From the Research
Lewis Summer Syndrome is a recognized medical condition, also known as the asymmetric variant of chronic inflammatory demyelinating polyneuropathy (CIDP). The term Lewis Summer Syndrome refers to a specific medical condition, which is a variant of CIDP, characterized by asymmetric onset and multifocal demyelinating neuropathy with persistent conduction block 1.

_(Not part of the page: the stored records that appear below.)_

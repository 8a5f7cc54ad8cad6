use crate::core::errors::CaptureError;
use crate::core::interfaces::ports::ScreenCapturer;
use crate::core::models::{CaptureTarget, CapturedImage, DisplayGeometry, ScreenRegion};
use crate::global_constants::LOG_TAG_CAPTURE;

pub struct XcapScreenCapturer;

impl XcapScreenCapturer {
    pub fn initialize() -> Self {
        log::debug!("{} initializing xcap screen capturer", LOG_TAG_CAPTURE);
        Self
    }

    fn describe_monitor(&self, monitor: &xcap::Monitor) -> Result<DisplayGeometry, CaptureError> {
        let platform_error = |e: xcap::XCapError| CaptureError::Platform(e.to_string());

        let geometry = DisplayGeometry {
            x: monitor.x().map_err(platform_error)?,
            y: monitor.y().map_err(platform_error)?,
            logical_width: monitor.width().map_err(platform_error)?,
            logical_height: monitor.height().map_err(platform_error)?,
            scale_factor: monitor.scale_factor().map_err(platform_error)?,
        };

        log::debug!("{} monitor geometry: {:?}", LOG_TAG_CAPTURE, geometry);
        Ok(geometry)
    }

    fn find_monitor_for(
        &self,
        display: &DisplayGeometry,
    ) -> Result<xcap::Monitor, CaptureError> {
        let monitors =
            xcap::Monitor::all().map_err(|e| CaptureError::Platform(e.to_string()))?;

        let mut geometries = Vec::with_capacity(monitors.len());
        for monitor in &monitors {
            geometries.push(self.describe_monitor(monitor)?);
        }

        matching_display_index(&geometries, display)
            .and_then(|index| monitors.into_iter().nth(index))
            .ok_or_else(|| {
                log::error!(
                    "{} display {:?} is no longer attached",
                    LOG_TAG_CAPTURE,
                    display
                );
                CaptureError::NoDisplayAt {
                    x: display.x,
                    y: display.y,
                }
            })
    }

    fn capture_monitor_image(&self, monitor: &xcap::Monitor) -> Result<CapturedImage, CaptureError> {
        let image = monitor
            .capture_image()
            .map_err(|e| CaptureError::Platform(e.to_string()))?;

        let width_pixels = image.width();
        let height_pixels = image.height();
        log::info!(
            "{} captured {}x{} monitor frame",
            LOG_TAG_CAPTURE,
            width_pixels,
            height_pixels
        );

        CapturedImage::build_from_raw_rgba(width_pixels, height_pixels, image.into_raw()).ok_or_else(
            || CaptureError::Platform("monitor frame has an invalid pixel buffer".to_string()),
        )
    }
}

/// Position of `target` among the attached displays.
pub(crate) fn matching_display_index(
    displays: &[DisplayGeometry],
    target: &DisplayGeometry,
) -> Option<usize> {
    displays
        .iter()
        .position(|display| display.is_same_display(target))
}

/// Cuts `region` out of a full frame of the display it was selected on.
pub(crate) fn crop_frame_to_region(
    frame: &CapturedImage,
    region: &ScreenRegion,
) -> Result<CapturedImage, CaptureError> {
    let outside = || CaptureError::OutsideDisplays {
        left: region.left,
        top: region.top,
        right: region.right,
        bottom: region.bottom,
    };

    let offset_x = u32::try_from(region.left).map_err(|_| outside())?;
    let offset_y = u32::try_from(region.top).map_err(|_| outside())?;

    frame
        .crop_region(offset_x, offset_y, region.width(), region.height())
        .ok_or_else(outside)
}

impl ScreenCapturer for XcapScreenCapturer {
    fn display_at_point(&self, x: i32, y: i32) -> Result<DisplayGeometry, CaptureError> {
        let monitor = xcap::Monitor::from_point(x, y).map_err(|e| {
            log::error!("{} no monitor at ({}, {}): {}", LOG_TAG_CAPTURE, x, y, e);
            CaptureError::NoDisplayAt { x, y }
        })?;
        self.describe_monitor(&monitor)
    }

    fn capture_region(&self, target: &CaptureTarget) -> Result<CapturedImage, CaptureError> {
        log::debug!(
            "{} capturing region {:?} on display {:?}",
            LOG_TAG_CAPTURE,
            target.region,
            target.display
        );

        let monitor = self.find_monitor_for(&target.display)?;
        let frame = self.capture_monitor_image(&monitor)?;
        let captured = crop_frame_to_region(&frame, &target.region)?;

        log::info!(
            "{} captured region {}x{}",
            LOG_TAG_CAPTURE,
            captured.width(),
            captured.height()
        );
        Ok(captured)
    }
}

#[cfg(test)]
mod tests {
    use super::*;

    fn frame(width: u32, height: u32) -> CapturedImage {
        CapturedImage::build_from_raw_rgba(width, height, vec![255u8; (width * height * 4) as usize])
            .unwrap()
    }

    fn display_at(x: i32, y: i32, width: u32, height: u32, scale_factor: f32) -> DisplayGeometry {
        DisplayGeometry {
            x,
            y,
            logical_width: width,
            logical_height: height,
            scale_factor,
        }
    }

    #[test]
    fn test_initialize_creates_capturer() {
        let capturer = XcapScreenCapturer::initialize();

        assert!(std::mem::size_of_val(&capturer) == 0);
    }

    #[test]
    fn test_crop_returns_exact_region_dimensions() {
        let frame = frame(200, 100);

        for (left, top, right, bottom) in [(0, 0, 1, 1), (10, 20, 60, 90), (0, 0, 200, 100)] {
            let region = ScreenRegion::from_corners((left, top), (right, bottom)).unwrap();

            let captured = crop_frame_to_region(&frame, &region).unwrap();

            assert_eq!(captured.width(), (right - left) as u32);
            assert_eq!(captured.height(), (bottom - top) as u32);
        }
    }

    #[test]
    fn test_crop_takes_pixels_at_local_offset() {
        let mut buffer = image::RgbaImage::from_pixel(40, 20, image::Rgba([0, 0, 0, 255]));
        buffer.put_pixel(30, 5, image::Rgba([255, 0, 0, 255]));
        let frame = CapturedImage::from_dynamic(image::DynamicImage::ImageRgba8(buffer));
        let region = ScreenRegion::from_corners((30, 5), (32, 7)).unwrap();

        let captured = crop_frame_to_region(&frame, &region).unwrap();

        assert_eq!(
            captured.pixels().to_rgba8().get_pixel(0, 0),
            &image::Rgba([255, 0, 0, 255])
        );
    }

    #[test]
    fn test_crop_outside_frame_is_capture_error() {
        let frame = frame(200, 100);
        let region = ScreenRegion::from_corners((150, 50), (250, 90)).unwrap();

        let error = crop_frame_to_region(&frame, &region).unwrap_err();

        assert!(matches!(error, CaptureError::OutsideDisplays { .. }));
    }

    #[test]
    fn test_crop_with_negative_offset_is_capture_error() {
        let frame = frame(200, 100);
        let region = ScreenRegion::from_corners((-50, 10), (20, 20)).unwrap();

        assert!(crop_frame_to_region(&frame, &region).is_err());
    }

    #[test]
    fn test_selection_on_standard_display_beside_hidpi_primary_uses_that_display() {
        let primary = display_at(0, 0, 1440, 900, 2.0);
        let secondary = display_at(1440, 0, 1920, 1080, 1.0);
        let attached = [primary, secondary];
        let region = ScreenRegion::from_corners((100, 100), (400, 300)).unwrap();

        let index = matching_display_index(&attached, &secondary).unwrap();
        let captured = crop_frame_to_region(
            &frame(secondary.pixel_width(), secondary.pixel_height()),
            &region,
        )
        .unwrap();

        assert_eq!(index, 1);
        assert_eq!((captured.width(), captured.height()), (300, 200));
    }

    #[test]
    fn test_detached_display_has_no_match() {
        let attached = [display_at(0, 0, 1440, 900, 2.0)];

        assert_eq!(
            matching_display_index(&attached, &display_at(1440, 0, 1920, 1080, 1.0)),
            None
        );
    }
}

Key Features of Lewis Summer Syndrome
- Asymmetric onset, often affecting the upper limbs
- Multifocal demyelinating neuropathy with persistent conduction block
- Electrophysiologically characterized by the presence of motor conduction blocks in arm nerves
- Cerebrospinal fluid (CSF) protein levels are raised in about 40% of cases
- Mildly raised anti-GM1 antibody titers are rare
Treatment of Lewis Summer Syndrome
- Over 80% of treated patients respond to treatment
- Intravenous immunoglobulins may be more effective than steroids 1
- Other treatment options include corticosteroids, plasma exchange, and immunosuppressant agents 2, 3
Prognosis
- The prognosis is favorable in 40% of patients who eventually stabilize without treatment 1
- The upper-limb-onset variant is significantly less likely to spread to other limbs and may be less likely to have raised CSF protein levels It is essential to consult with a healthcare professional for an accurate diagnosis and treatment plan, as Lewis Summer Syndrome can be challenging to diagnose and manage 2, 4, 5, 1, 3.